• [YOUR INSTRUCTIONS] Take the data from its first line. Print each line exactly until the line containing "for one frame" has been printed too.

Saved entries

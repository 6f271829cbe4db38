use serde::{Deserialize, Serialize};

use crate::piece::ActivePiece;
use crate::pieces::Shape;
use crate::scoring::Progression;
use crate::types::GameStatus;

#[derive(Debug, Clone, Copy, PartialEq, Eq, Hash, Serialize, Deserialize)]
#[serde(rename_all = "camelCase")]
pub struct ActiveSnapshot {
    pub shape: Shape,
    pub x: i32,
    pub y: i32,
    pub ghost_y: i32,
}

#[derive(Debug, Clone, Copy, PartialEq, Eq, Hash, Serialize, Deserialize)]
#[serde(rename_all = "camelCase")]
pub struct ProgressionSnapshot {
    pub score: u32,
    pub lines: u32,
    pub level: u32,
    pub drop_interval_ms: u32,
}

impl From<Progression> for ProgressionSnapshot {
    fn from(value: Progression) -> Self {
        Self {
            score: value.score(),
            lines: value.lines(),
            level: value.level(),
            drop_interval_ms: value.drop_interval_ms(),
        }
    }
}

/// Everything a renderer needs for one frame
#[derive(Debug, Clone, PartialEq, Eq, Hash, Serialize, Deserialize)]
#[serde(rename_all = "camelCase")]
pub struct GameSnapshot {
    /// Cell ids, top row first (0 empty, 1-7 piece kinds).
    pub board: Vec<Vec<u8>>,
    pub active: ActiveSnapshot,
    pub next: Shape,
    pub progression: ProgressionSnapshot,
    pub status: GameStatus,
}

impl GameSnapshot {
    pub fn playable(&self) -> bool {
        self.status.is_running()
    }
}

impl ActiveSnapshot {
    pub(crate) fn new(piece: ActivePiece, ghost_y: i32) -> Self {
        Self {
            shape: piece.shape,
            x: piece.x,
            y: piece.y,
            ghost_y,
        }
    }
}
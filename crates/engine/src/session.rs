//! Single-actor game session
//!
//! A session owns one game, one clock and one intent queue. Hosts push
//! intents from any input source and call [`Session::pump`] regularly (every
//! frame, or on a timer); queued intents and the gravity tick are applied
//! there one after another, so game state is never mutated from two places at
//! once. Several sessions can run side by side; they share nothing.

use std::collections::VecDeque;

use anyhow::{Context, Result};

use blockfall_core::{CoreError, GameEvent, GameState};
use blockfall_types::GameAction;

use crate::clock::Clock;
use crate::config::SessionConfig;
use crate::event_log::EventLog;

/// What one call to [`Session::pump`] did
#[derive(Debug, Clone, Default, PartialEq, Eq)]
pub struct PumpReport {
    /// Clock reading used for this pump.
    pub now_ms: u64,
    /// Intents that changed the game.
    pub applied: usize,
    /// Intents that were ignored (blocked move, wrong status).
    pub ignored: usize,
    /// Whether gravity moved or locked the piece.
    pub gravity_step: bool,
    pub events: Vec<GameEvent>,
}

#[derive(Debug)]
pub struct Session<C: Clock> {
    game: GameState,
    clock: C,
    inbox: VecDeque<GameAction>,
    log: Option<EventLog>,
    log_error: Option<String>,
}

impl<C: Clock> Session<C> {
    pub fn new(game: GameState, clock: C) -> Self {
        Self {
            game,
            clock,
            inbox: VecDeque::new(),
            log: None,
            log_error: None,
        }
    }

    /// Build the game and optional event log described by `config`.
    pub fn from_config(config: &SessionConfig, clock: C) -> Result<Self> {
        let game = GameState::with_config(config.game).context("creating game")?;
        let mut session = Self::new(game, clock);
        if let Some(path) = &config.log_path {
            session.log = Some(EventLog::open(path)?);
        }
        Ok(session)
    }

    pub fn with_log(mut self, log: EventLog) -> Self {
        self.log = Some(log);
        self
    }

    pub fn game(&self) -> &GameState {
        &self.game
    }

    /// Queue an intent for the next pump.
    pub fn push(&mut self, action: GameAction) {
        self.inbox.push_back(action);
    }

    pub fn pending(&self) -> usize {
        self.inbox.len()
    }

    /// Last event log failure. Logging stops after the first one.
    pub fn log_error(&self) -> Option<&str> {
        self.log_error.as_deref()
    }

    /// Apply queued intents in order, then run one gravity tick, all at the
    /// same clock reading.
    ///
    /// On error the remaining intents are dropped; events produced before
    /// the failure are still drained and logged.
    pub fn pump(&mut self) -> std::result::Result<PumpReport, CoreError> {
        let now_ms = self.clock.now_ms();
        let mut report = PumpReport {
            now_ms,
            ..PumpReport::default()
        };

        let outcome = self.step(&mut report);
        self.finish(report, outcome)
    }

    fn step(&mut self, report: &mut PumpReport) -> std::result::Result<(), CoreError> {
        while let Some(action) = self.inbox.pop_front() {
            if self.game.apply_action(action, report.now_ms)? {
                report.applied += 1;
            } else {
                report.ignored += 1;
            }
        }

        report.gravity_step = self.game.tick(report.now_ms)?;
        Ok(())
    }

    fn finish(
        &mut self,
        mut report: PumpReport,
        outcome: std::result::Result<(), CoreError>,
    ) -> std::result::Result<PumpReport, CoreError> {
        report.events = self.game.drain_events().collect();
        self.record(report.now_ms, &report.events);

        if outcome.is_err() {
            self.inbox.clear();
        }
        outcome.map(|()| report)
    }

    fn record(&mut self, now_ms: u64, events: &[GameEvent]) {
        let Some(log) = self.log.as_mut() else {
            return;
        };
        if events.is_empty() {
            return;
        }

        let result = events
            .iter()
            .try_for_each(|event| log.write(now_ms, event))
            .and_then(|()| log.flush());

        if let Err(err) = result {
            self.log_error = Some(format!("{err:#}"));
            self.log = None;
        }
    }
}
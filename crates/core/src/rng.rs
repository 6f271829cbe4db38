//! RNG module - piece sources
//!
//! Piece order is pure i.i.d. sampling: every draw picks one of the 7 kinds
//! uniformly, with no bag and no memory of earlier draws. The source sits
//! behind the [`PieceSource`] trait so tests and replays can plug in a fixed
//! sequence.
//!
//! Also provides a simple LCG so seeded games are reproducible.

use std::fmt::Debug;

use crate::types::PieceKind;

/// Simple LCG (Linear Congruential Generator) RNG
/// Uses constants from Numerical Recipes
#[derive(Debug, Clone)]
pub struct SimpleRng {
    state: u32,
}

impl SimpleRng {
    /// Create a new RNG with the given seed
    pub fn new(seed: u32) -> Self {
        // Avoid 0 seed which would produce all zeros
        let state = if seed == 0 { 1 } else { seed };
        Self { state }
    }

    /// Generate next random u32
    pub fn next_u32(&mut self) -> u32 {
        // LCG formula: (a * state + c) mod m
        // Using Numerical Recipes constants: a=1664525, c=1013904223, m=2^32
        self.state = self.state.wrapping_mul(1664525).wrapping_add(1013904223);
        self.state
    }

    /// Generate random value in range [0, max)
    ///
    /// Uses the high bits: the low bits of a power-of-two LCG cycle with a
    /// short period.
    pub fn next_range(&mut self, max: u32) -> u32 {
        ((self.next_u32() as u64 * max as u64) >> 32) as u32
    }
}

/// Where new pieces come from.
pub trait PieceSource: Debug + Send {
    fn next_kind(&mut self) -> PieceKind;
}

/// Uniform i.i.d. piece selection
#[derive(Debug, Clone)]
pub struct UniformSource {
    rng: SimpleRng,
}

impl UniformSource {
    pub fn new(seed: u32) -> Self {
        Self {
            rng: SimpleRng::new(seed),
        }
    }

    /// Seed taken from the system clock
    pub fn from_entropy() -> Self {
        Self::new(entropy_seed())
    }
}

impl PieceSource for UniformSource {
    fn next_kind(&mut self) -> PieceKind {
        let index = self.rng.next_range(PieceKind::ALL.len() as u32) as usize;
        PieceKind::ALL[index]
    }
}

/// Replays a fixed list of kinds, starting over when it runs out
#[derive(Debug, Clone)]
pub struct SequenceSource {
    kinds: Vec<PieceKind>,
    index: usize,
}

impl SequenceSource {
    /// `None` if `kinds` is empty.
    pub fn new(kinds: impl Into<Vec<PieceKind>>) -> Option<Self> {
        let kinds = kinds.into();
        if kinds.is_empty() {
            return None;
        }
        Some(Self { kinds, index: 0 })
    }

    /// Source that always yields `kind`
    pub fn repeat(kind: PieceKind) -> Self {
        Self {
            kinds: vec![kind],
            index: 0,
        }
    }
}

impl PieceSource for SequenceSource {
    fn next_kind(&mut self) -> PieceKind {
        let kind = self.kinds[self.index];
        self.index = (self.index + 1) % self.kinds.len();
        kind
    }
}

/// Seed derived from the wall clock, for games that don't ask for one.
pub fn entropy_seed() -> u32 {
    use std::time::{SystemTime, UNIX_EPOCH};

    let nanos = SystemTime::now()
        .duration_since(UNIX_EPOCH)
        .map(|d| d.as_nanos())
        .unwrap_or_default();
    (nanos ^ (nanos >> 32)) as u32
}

• [EXERCISE OUTPUT]
repository 6f271829cbe4db38
use serde::{Deserialize, Serialize};

use crate::piece::ActivePiece;
use crate::pieces::Shape;
use crate::scoring::Progression;
use crate::types::GameStatus;

#[derive(Debug, Clone, Copy, PartialEq, Eq, Hash, Serialize, Deserialize)]
#[serde(rename_all = "camelCase")]
pub struct ActiveSnapshot {
    pub shape: Shape,
    pub x: i32,
    pub y: i32,
    pub ghost_y: i32,
}

#[derive(Debug, Clone, Copy, PartialEq, Eq, Hash, Serialize, Deserialize)]
#[serde(rename_all = "camelCase")]
pub struct ProgressionSnapshot {
    pub score: u32,
    pub lines: u32,
    pub level: u32,
    pub drop_interval_ms: u32,
}

impl From<Progression> for ProgressionSnapshot {
    fn from(value: Progression) -> Self {
        Self {
            score: value.score(),
            lines: value.lines(),
            level: value.level(),
            drop_interval_ms: value.drop_interval_ms(),
        }
    }
}

/// Everything a renderer needs for one frame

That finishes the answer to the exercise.